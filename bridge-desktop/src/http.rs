//! HTTP Client Implementation using Reqwest

use async_trait::async_trait;
use bridge_traits::{
    error::{BridgeError, Result},
    http::{HttpClient, HttpMethod, HttpRequest, HttpResponse, RetryPolicy},
};
use reqwest::Client;
use std::collections::HashMap;
use std::time::Duration;
use tokio::time::sleep;
use tracing::{debug, warn};

/// Reqwest-based HTTP client implementation
///
/// Provides HTTP operations with:
/// - Connection pooling via reqwest
/// - A cookie jar, so the session cookie set at sign-in is sent to the
///   credential refresh endpoint
/// - Retry with exponential backoff for idempotent requests on 429/5xx
/// - rustls TLS
pub struct ReqwestHttpClient {
    client: Client,
    policy: RetryPolicy,
}

impl ReqwestHttpClient {
    /// Create a new HTTP client with default configuration
    pub fn new() -> Result<Self> {
        Self::with_timeout(Duration::from_secs(30))
    }

    /// Create a new HTTP client with custom timeout
    pub fn with_timeout(timeout: Duration) -> Result<Self> {
        let client = Client::builder()
            .timeout(timeout)
            .connect_timeout(Duration::from_secs(10))
            .pool_max_idle_per_host(10)
            .cookie_store(true)
            .user_agent(concat!("bookstore-client/", env!("CARGO_PKG_VERSION")))
            .build()
            .map_err(|e| {
                BridgeError::NotAvailable(format!("Failed to build HTTP client: {}", e))
            })?;

        Ok(Self::with_client(client))
    }

    /// Wrap a preconfigured reqwest client. It should have a cookie store
    /// enabled for credential refresh to work.
    pub fn with_client(client: Client) -> Self {
        Self {
            client,
            policy: RetryPolicy::default(),
        }
    }

    /// Replace the retry policy applied by [`HttpClient::execute`].
    pub fn with_retry_policy(mut self, policy: RetryPolicy) -> Self {
        self.policy = policy;
        self
    }

    /// Convert bridge HttpMethod to reqwest Method
    fn convert_method(method: HttpMethod) -> reqwest::Method {
        match method {
            HttpMethod::Get => reqwest::Method::GET,
            HttpMethod::Post => reqwest::Method::POST,
            HttpMethod::Put => reqwest::Method::PUT,
            HttpMethod::Patch => reqwest::Method::PATCH,
            HttpMethod::Delete => reqwest::Method::DELETE,
            HttpMethod::Head => reqwest::Method::HEAD,
        }
    }

    fn build_request(&self, request: &HttpRequest) -> reqwest::RequestBuilder {
        let mut req = self
            .client
            .request(Self::convert_method(request.method), &request.url);

        for (key, value) in &request.headers {
            req = req.header(key, value);
        }

        if let Some(body) = &request.body {
            req = req.body(body.clone());
        }

        if let Some(timeout) = request.timeout {
            req = req.timeout(timeout);
        }

        req
    }

    async fn into_response(response: reqwest::Response) -> Result<HttpResponse> {
        let status = response.status().as_u16();
        let headers: HashMap<String, String> = response
            .headers()
            .iter()
            .filter_map(|(k, v)| v.to_str().ok().map(|s| (k.to_string(), s.to_string())))
            .collect();

        let body = response
            .bytes()
            .await
            .map_err(|e| BridgeError::OperationFailed(e.to_string()))?;

        Ok(HttpResponse {
            status,
            headers,
            body,
        })
    }

    fn map_send_error(e: reqwest::Error) -> BridgeError {
        if e.is_timeout() {
            BridgeError::Timeout
        } else if e.is_connect() {
            BridgeError::Connection(e.to_string())
        } else {
            BridgeError::OperationFailed(e.to_string())
        }
    }

    fn is_retryable_status(status: u16) -> bool {
        status == 429 || status >= 500
    }

    async fn send_with_policy(
        &self,
        request: HttpRequest,
        policy: RetryPolicy,
    ) -> Result<HttpResponse> {
        // Non-idempotent requests (checkout, add to cart) are never repeated.
        let max_attempts = if request.method.is_idempotent() {
            policy.max_attempts.max(1)
        } else {
            1
        };

        let mut attempt = 0;
        loop {
            attempt += 1;
            debug!(
                attempt,
                max_attempts,
                method = %request.method,
                url = %request.url,
                "Executing HTTP request"
            );

            let outcome = match self.build_request(&request).send().await {
                Ok(response) => Self::into_response(response).await,
                Err(e) => Err(Self::map_send_error(e)),
            };

            let retry = match &outcome {
                Ok(response) if Self::is_retryable_status(response.status) => {
                    warn!(status = response.status, attempt, "HTTP request returned retryable status");
                    true
                }
                Ok(_) => false,
                Err(e) => {
                    warn!(error = %e, attempt, "HTTP request failed");
                    e.is_transient()
                }
            };

            if !retry || attempt >= max_attempts {
                return outcome;
            }

            let delay = policy.delay_for(attempt);
            debug!(delay_ms = delay.as_millis() as u64, "Retrying after delay");
            sleep(delay).await;
        }
    }
}

#[async_trait]
impl HttpClient for ReqwestHttpClient {
    async fn execute(&self, request: HttpRequest) -> Result<HttpResponse> {
        self.send_with_policy(request, self.policy.clone()).await
    }

    async fn execute_with_retry(
        &self,
        request: HttpRequest,
        policy: RetryPolicy,
    ) -> Result<HttpResponse> {
        self.send_with_policy(request, policy).await
    }
}
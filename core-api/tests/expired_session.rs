//! Services keep working across a credential expiry and stop cleanly when
//! the session cannot be recovered.

use async_trait::async_trait;
use bridge_traits::{
    HttpClient, HttpRequest, HttpResponse, KeyValueStore, MemoryStore, Notice, SessionNavigator,
};
use core_api::{ApiClient, ApiError, CartService, CatalogService};
use core_auth::{AuthError, AuthGateway, GatewaySettings};
use core_runtime::events::EventBus;
use std::sync::atomic::{AtomicUsize, Ordering};
use std::sync::{Arc, Mutex};
use std::time::Duration;
use url::Url;

const BASE: &str = "https://shop.test/api";

/// Accepts `C2` only; the refresh endpoint hands out `refresh_to`.
struct Backend {
    refresh_to: Option<&'static str>,
    refreshes: AtomicUsize,
}

#[async_trait]
impl HttpClient for Backend {
    async fn execute(&self, request: HttpRequest) -> bridge_traits::Result<HttpResponse> {
        let path = request.url.trim_start_matches(BASE).to_string();

        if path == "/auth/refresh-access-token" {
            self.refreshes.fetch_add(1, Ordering::SeqCst);
            return Ok(match self.refresh_to {
                Some(token) => HttpResponse::new(
                    200,
                    format!(r#"{{"result":{{"accessToken":"{}"}}}}"#, token),
                ),
                None => HttpResponse::new(401, r#"{"message":"Refresh token expired"}"#),
            });
        }

        if request.bearer() != Some("C2") {
            return Ok(HttpResponse::new(
                200,
                r#"{"result":null,"message":"Unauthorized","statusCode":401}"#,
            ));
        }

        Ok(match path.as_str() {
            "/cart" => HttpResponse::new(
                200,
                r#"{"result":{"items":[{"id":1,"bookId":8,"quantity":3,"price":2.5}]}}"#,
            ),
            "/categories" => HttpResponse::new(200, r#"{"result":[{"id":1,"name":"Poetry"}]}"#),
            _ => HttpResponse::new(404, r#"{"message":"Not Found","statusCode":404}"#),
        })
    }
}

#[derive(Default)]
struct Navigator {
    redirects: Mutex<Vec<String>>,
}

#[async_trait]
impl SessionNavigator for Navigator {
    async fn notify(&self, _notice: Notice) -> bridge_traits::Result<()> {
        Ok(())
    }

    async fn navigate_to_login(&self, route: &str) -> bridge_traits::Result<()> {
        self.redirects.lock().unwrap().push(route.to_string());
        Ok(())
    }
}

async fn client(
    refresh_to: Option<&'static str>,
) -> (ApiClient, Arc<Backend>, Arc<MemoryStore>, Arc<Navigator>) {
    let backend = Arc::new(Backend {
        refresh_to,
        refreshes: AtomicUsize::new(0),
    });
    let store = Arc::new(MemoryStore::new());
    store.set("accessToken", "C1").await.unwrap();
    let navigator = Arc::new(Navigator::default());

    let gateway = AuthGateway::new(
        backend.clone(),
        store.clone(),
        navigator.clone(),
        EventBus::new(16),
        GatewaySettings {
            refresh_url: format!("{}/auth/refresh-access-token", BASE),
            login_route: "/login".to_string(),
            credential_key: "accessToken".to_string(),
        },
    );
    let client = ApiClient::new(
        Arc::new(gateway),
        Url::parse(BASE).unwrap(),
        Duration::from_secs(5),
    );
    (client, backend, store, navigator)
}

#[tokio::test]
async fn services_recover_from_expiry_with_one_refresh() {
    let (client, backend, store, _navigator) = client(Some("C2")).await;
    let cart = CartService::new(client.clone(), EventBus::new(4));
    let catalog = CatalogService::new(client);

    let (cart, categories) = tokio::join!(cart.get_cart(), catalog.list_categories());

    assert_eq!(cart.unwrap().item_count(), 3);
    assert_eq!(categories.unwrap()[0].name, "Poetry");
    assert_eq!(backend.refreshes.load(Ordering::SeqCst), 1);
    assert_eq!(store.get("accessToken").await.unwrap(), Some("C2".to_string()));
}

#[tokio::test]
async fn services_surface_failed_refresh_as_auth_error() {
    let (client, backend, store, navigator) = client(None).await;

    let err = CartService::new(client, EventBus::new(4))
        .get_cart()
        .await
        .unwrap_err();

    assert!(matches!(err, ApiError::Auth(AuthError::RefreshFailed(_))));
    assert!(err.requires_sign_in());
    assert_eq!(backend.refreshes.load(Ordering::SeqCst), 1);
    assert_eq!(store.get("accessToken").await.unwrap(), None);
    assert_eq!(*navigator.redirects.lock().unwrap(), vec!["/login".to_string()]);
}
--*--
[WHAT IS BEING ASKED]:
Search each line of the data above for "ReqwestHttpClient", and copy the lines where it occurs.

[EXERCISE OUTPUT]:
pub struct ReqwestHttpClient {
impl ReqwestHttpClient {
impl HttpClient for ReqwestHttpClient {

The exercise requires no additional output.